2. Study Region, Data, and Model Implementation

[8] Analyses of the 7 July 2004 storm focus on study domains around the Baltimore metropolitan region (Figure 1). The largest domain, denoted d01 in Figure 1, includes much of the Appalachian Mountain region and is used for modeling on a coarse scale (6 km resolution). The nested domain, denoted d02 in Figure 1, is used for detailed model analyses (2 km resolution) of the region close to the urban environment of Baltimore and Washington DC and includes the Blue Ridge Mountains to the west and the Chesapeake Bay to the east. The domain focused over the urban cores of Baltimore and Washington DC (hereafter “urban focus” domain, smaller rectangle in Figure 1; also see Figure 2) contains observing systems used in this study. The Dead Run watershed (14.3 km2 in drainage area at the U.S. Geological Survey (USGS) stream gaging station at Franklintown) received the largest rainfall accumulations from the 7 July 2004 storm and is highlighted in Figure 2. Dead Run is a tributary of Gwynns Falls, the principal study watershed of the Baltimore Ecosystem Study (BES), a Long Term Ecological Research (LTER) project focusing on the ecology and hydrology of the urban environment [see Groffman et al., 2003; Smith et al., 2005]. The topography of the study area is complex. The Appalachian Mountains are a prominent feature of the region with their southwest to northeast orientation and maximum elevations that exceed 1100 m. To the east of the Blue Ridge Mountains, the urban corridor of Baltimore and Washington DC is located along the edge of the land–water boundary created by the Chesapeake Bay.

Figure 1.

WRF-ARW simulation domains 1 (denoted d01, 6 km) and 2 (denoted d02, 2 km) and “urban focus” domain (yellow rectangle, see also Figure 2). The urban environments of Baltimore and Washington DC are also shown (yellow shaded areas).

Figure 2.

“Urban focus” domain (yellow rectangle in Figure 1) and instrumentation site locations. Light green shaded areas depict the urban perimeters of Baltimore and Washington DC. Dark green shaded areas depict Baltimore County and Washington DC.

[9] Radar reflectivity data from the Sterling, VA Weather Surveillance Radar-1988 Doppler (WSR-88D; see Fulton et al. [1998] and Krajewski and Smith [2002] for a discussion of rainfall retrieval algorithms from Doppler radars and Figure 2 for the radar location) were used for obtaining rainfall estimates over the Baltimore–Washington DC region. Rainfall accumulation products at 15-min time interval were obtained from the Hydro-NEXRAD system [Krajewski et al., 2007]. Bias correction for radar rainfall estimates utilized a network of 17 rain gages in the Dead Run watershed [Smith et al., 2005, 2007].

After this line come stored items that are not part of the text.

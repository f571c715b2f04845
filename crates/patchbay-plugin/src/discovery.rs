// SPDX-FileCopyrightText: 2026 Patchbay Contributors
// SPDX-License-Identifier: MIT OR Apache-2.0

//! Filesystem-backed collaborators.
//!
//! [`DirectoryIndex`] treats every `<root>/<dir>/plugin.toml` as an installed
//! package advertising one entry point. [`DirectoryModuleLoader`] resolves
//! official module paths to manifests under a single directory.

use std::path::{Path, PathBuf};

use patchbay_core::{EntryPoint, ModuleLoader, PackageIndex, PatchbayError, PluginObject};
use tracing::{debug, warn};

use crate::manifest::{ManifestPlugin, load_manifest};

/// File name every plugin directory must contain.
pub const MANIFEST_FILENAME: &str = "plugin.toml";

/// Package index over one or more plugin directories.
///
/// Holds no state beyond its roots: every query rescans the filesystem, so
/// plugins added or removed between two queries are reflected immediately.
#[derive(Debug, Clone, Default)]
pub struct DirectoryIndex {
    roots: Vec<PathBuf>,
}

impl DirectoryIndex {
    pub fn new(roots: impl IntoIterator<Item = impl Into<PathBuf>>) -> Self {
        Self {
            roots: roots.into_iter().map(Into::into).collect(),
        }
    }

    pub fn roots(&self) -> &[PathBuf] {
        &self.roots
    }

    /// Manifest paths directly under `root`, sorted by directory name.
    fn manifests_in(root: &Path) -> Result<Vec<PathBuf>, PatchbayError> {
        let entries = match std::fs::read_dir(root) {
            Ok(entries) => entries,
            Err(e) if e.kind() == std::io::ErrorKind::NotFound => return Ok(Vec::new()),
            Err(e) => {
                return Err(PatchbayError::Discovery {
                    message: format!("cannot read plugin directory {}", root.display()),
                    source: Some(Box::new(e)),
                });
            }
        };

        let mut manifests: Vec<PathBuf> = entries
            .filter_map(Result::ok)
            .map(|entry| entry.path().join(MANIFEST_FILENAME))
            .filter(|path| path.is_file())
            .collect();
        manifests.sort();
        Ok(manifests)
    }
}

impl PackageIndex for DirectoryIndex {
    fn entry_points(&self, group: &str) -> Result<Vec<EntryPoint>, PatchbayError> {
        let mut entry_points = Vec::new();
        for root in &self.roots {
            for path in Self::manifests_in(root)? {
                let manifest = match load_manifest(&path) {
                    Ok(manifest) => manifest,
                    Err(e) => {
                        warn!(
                            path = %path.display(),
                            error = %e,
                            "skipping unreadable plugin manifest"
                        );
                        continue;
                    }
                };
                if manifest.entry_point != group {
                    continue;
                }
                entry_points.push(EntryPoint {
                    name: manifest.name,
                    dist_version: manifest.version,
                    reference: path.display().to_string(),
                });
            }
        }
        debug!(group, count = entry_points.len(), "plugin directories scanned");
        Ok(entry_points)
    }

    fn load(&self, entry_point: &EntryPoint) -> Result<Box<dyn PluginObject>, PatchbayError> {
        let manifest = load_manifest(Path::new(&entry_point.reference))?;
        Ok(Box::new(ManifestPlugin::new(manifest)))
    }
}

/// Resolves `"<package>.plugin"` module paths to `<root>/<package>/plugin.toml`.
#[derive(Debug, Clone)]
pub struct DirectoryModuleLoader {
    root: PathBuf,
}

impl DirectoryModuleLoader {
    pub fn new(root: impl Into<PathBuf>) -> Self {
        Self { root: root.into() }
    }

    pub fn root(&self) -> &Path {
        &self.root
    }
}

impl ModuleLoader for DirectoryModuleLoader {
    fn load_module(&self, module_path: &str) -> Result<Box<dyn PluginObject>, PatchbayError> {
        let package = module_path
            .strip_suffix(".plugin")
            .ok_or_else(|| PatchbayError::module_load(module_path, "not a plugin module path"))?;
        let path = self.root.join(package).join(MANIFEST_FILENAME);
        if !path.is_file() {
            return Err(PatchbayError::module_load(
                module_path,
                format!("No module named '{module_path}'"),
            ));
        }
        let manifest =
            load_manifest(&path).map_err(|e| PatchbayError::module_load(module_path, e))?;
        Ok(Box::new(ManifestPlugin::new(manifest)))
    }
}

/// Names of the official plugins laid out under `dir`.
///
/// Every `<dir>/<prefix><name>/plugin.toml` yields `<name>`, sorted. A missing
/// directory has no official plugins.
pub fn official_names(dir: &Path, prefix: &str) -> Result<Vec<String>, PatchbayError> {
    let mut names: Vec<String> = DirectoryIndex::manifests_in(dir)?
        .iter()
        .filter_map(|manifest| manifest.parent()?.file_name()?.to_str())
        .filter_map(|package| package.strip_prefix(prefix))
        .filter(|name| !name.is_empty())
        .map(str::to_string)
        .collect();
    names.sort();
    Ok(names)
}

[10] Radar reflectivity data from the Terminal Doppler Weather Radar (TDWR) of the Baltimore–Washington International Airport (BWI) are used for analyses of storm evolution over the Baltimore study region. The TDWR is a 5 cm wavelength Doppler radar located 10 km south of BWI (see Figure 2). An important element of the TDWR scanning strategy is that a base scan is taken every minute. After a base scan is finished, the radar returns to vertical scans of the atmosphere. The scanning strategy is ideal for tracking storm development and evolution at low levels, but not for examining vertical profiles of storm structure. The TDWR has an azimuthal resolution of 1° with 250 m radial resolution. Due to the potential for attenuation by raindrops, quantitative rainfall estimates from the TDWR are not presented in this study. Intercomparisons of TDWR and Hydro-NEXRAD rainfall estimates were carried out and they are in good qualitative agreement, despite the attenuation problems. TDWR observations are used for examining the initiation, evolution and dissipation of storm cells close to the urban environment of Baltimore and Washington DC due to its very high spatial and temporal resolution. Data were available for the time period of rainfall around Baltimore from 1801 UTC to 2115 UTC of 7 July 2004.

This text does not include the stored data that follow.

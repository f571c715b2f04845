// SPDX-FileCopyrightText: 2026 Patchbay Contributors
// SPDX-License-Identifier: MIT OR Apache-2.0

//! Test utilities for Patchbay integration tests.
//!
//! Provides in-memory plugin collaborators and a harness that wires them into
//! a catalog and registry cache, so registry behavior can be tested without
//! touching the filesystem.
//!
//! # Components
//!
//! - [`StubPlugin`] - Configurable plugin object with a lazy-resolution counter
//! - [`MockModuleLoader`] - Module loader backed by a map of stubs
//! - [`MockPackageIndex`] - Package index with install/uninstall and query counting
//! - [`TestHarness`] - Catalog, cache and configuration assembled from the above
//! - [`PluginDirFixture`] - Temporary plugin directories with `plugin.toml` files

pub mod fixture;
pub mod harness;
pub mod mock_index;
pub mod mock_loader;
pub mod stub;

pub use fixture::PluginDirFixture;
pub use harness::{TestHarness, TestHarnessBuilder};
pub use mock_index::MockPackageIndex;
pub use mock_loader::MockModuleLoader;
pub use stub::StubPlugin;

[11] Lightning data from the National Lightning Detection Network (NLDN; Cummins et al. [1998]) were used for examining the evolution of the 7 July 2004 thunderstorm system. The network records, among other variables, the date, time and location of Cloud-to-Ground (CG) lightning strikes over the conterminous United States [see Orville and Huffins, 2001]. The observing period for the NLDN data used in this study extends from 1991 through 2007.

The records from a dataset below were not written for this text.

// SPDX-FileCopyrightText: 2026 Patchbay Contributors
// SPDX-License-Identifier: MIT OR Apache-2.0

//! Configurable in-memory plugin object.
//!
//! `StubPlugin` implements `PluginObject` from builder-set attributes. In lazy
//! mode every attribute is handed out as a producer that bumps a shared
//! counter, so tests can assert how often attributes were resolved.

use std::path::PathBuf;
use std::sync::Arc;
use std::sync::atomic::{AtomicUsize, Ordering};

use patchbay_core::{
    Attr, ConfigValue, HookMap, PatchMap, PatchbayError, PluginCommand, PluginConfig,
    PluginObject,
};

/// A plugin object whose attributes are set by the test.
#[derive(Debug, Clone, Default)]
pub struct StubPlugin {
    version: Option<String>,
    config: Option<PluginConfig>,
    patches: Option<PatchMap>,
    hooks: Option<HookMap>,
    templates: Option<PathBuf>,
    command: Option<PluginCommand>,
    lazy: bool,
    failure: Option<String>,
    resolutions: Arc<AtomicUsize>,
}

impl StubPlugin {
    /// A plugin with no attributes and version `0.1.0`.
    pub fn new() -> Self {
        Self::default().with_version("0.1.0")
    }

    /// A plugin with no attributes at all, not even a version.
    pub fn bare() -> Self {
        Self::default()
    }

    pub fn with_version(mut self, version: impl Into<String>) -> Self {
        self.version = Some(version.into());
        self
    }

    pub fn with_patch(mut self, name: impl Into<String>, content: impl Into<String>) -> Self {
        self.patches
            .get_or_insert_with(PatchMap::new)
            .insert(name.into(), content.into());
        self
    }

    pub fn with_hook<I, S>(mut self, name: impl Into<String>, services: I) -> Self
    where
        I: IntoIterator<Item = S>,
        S: Into<String>,
    {
        self.hooks
            .get_or_insert_with(HookMap::new)
            .insert(name.into(), services.into_iter().map(Into::into).collect());
        self
    }

    pub fn with_config_add(
        mut self,
        key: impl Into<String>,
        value: impl Into<ConfigValue>,
    ) -> Self {
        self.config
            .get_or_insert_with(PluginConfig::default)
            .add
            .insert(key.into(), value.into());
        self
    }

    pub fn with_config_set(
        mut self,
        key: impl Into<String>,
        value: impl Into<ConfigValue>,
    ) -> Self {
        self.config
            .get_or_insert_with(PluginConfig::default)
            .set
            .insert(key.into(), value.into());
        self
    }

    pub fn with_config_default(
        mut self,
        key: impl Into<String>,
        value: impl Into<ConfigValue>,
    ) -> Self {
        self.config
            .get_or_insert_with(PluginConfig::default)
            .defaults
            .insert(key.into(), value.into());
        self
    }

    pub fn with_templates(mut self, root: impl Into<PathBuf>) -> Self {
        self.templates = Some(root.into());
        self
    }

    pub fn with_command(mut self, command: PluginCommand) -> Self {
        self.command = Some(command);
        self
    }

    /// Hand attributes out as lazy producers instead of plain values.
    pub fn lazy(mut self) -> Self {
        self.lazy = true;
        self
    }

    /// Make every lazy producer fail with `message`. Implies [`lazy`](Self::lazy).
    pub fn failing(mut self, message: impl Into<String>) -> Self {
        self.lazy = true;
        self.failure = Some(message.into());
        self
    }

    /// Number of lazy producers invoked so far, across every clone.
    pub fn resolutions(&self) -> usize {
        self.resolutions.load(Ordering::SeqCst)
    }

    fn attr<T: Send + 'static>(&self, value: Option<T>) -> Option<Attr<T>> {
        let value = value?;
        if !self.lazy {
            return Some(Attr::Value(value));
        }
        let counter = Arc::clone(&self.resolutions);
        let failure = self.failure.clone();
        Some(Attr::lazy(move || {
            counter.fetch_add(1, Ordering::SeqCst);
            match failure {
                Some(message) => Err(PatchbayError::Internal(message)),
                None => Ok(value),
            }
        }))
    }
}

impl PluginObject for StubPlugin {
    fn config(&self) -> Option<Attr<PluginConfig>> {
        self.attr(self.config.clone())
    }

    fn patches(&self) -> Option<Attr<PatchMap>> {
        self.attr(self.patches.clone())
    }

    fn hooks(&self) -> Option<Attr<HookMap>> {
        self.attr(self.hooks.clone())
    }

    fn templates(&self) -> Option<Attr<PathBuf>> {
        self.attr(self.templates.clone())
    }

    fn command(&self) -> Option<PluginCommand> {
        self.command.clone()
    }

    fn version(&self) -> Option<String> {
        self.version.clone()
    }
}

[12] Microphysical analyses of the 7 July 2004 storm were supplemented by raindrop-spectra observations from a Joss-Waldvogel disdrometer [see Steiner et al., 2004] and a vertically pointing LIDAR (LIght Detection And Ranging) system, both of which were located on the University of Maryland Baltimore County (UMBC) campus (see Figure 2 for instrument location). Disdrometer data were available from 1830 UTC to 2117 UTC. Lidar observations of the total attenuated backscatter coefficient (at 532 nm wavelength) were available for the prestorm environment from 1305 UTC to 1619 UTC.

[13] The Weather Research and Forecasting (WRF) model, developed by the National Centers for Atmospheric Research (NCAR), is a fully compressible, nonhydrostatic, next-generation mesoscale model. In this study, the Advanced Research version of WRF, ARW V2.2, was used for all model analyses [see Skamarock et al., 2007]. Initial and boundary conditions for the WRF-ARW model analyses carried out in this study are obtained from Eta model output analysis fields [Rogers et al., 1996] from the archive of the National Centers for Environmental Protection (NCEP). The data are archived on the #212 NCEP-Eta postprocess grid on a 40 km resolution. Both three-dimensional atmospheric variables such as wind, temperature, humidity and cloud water content and two-dimensional near surface, surface and subsurface variables such as soil temperature and soil water content in four depth levels, sea surface temperature and pressure are included in the model fields. The temporal resolution of the model's boundary conditions is three hours.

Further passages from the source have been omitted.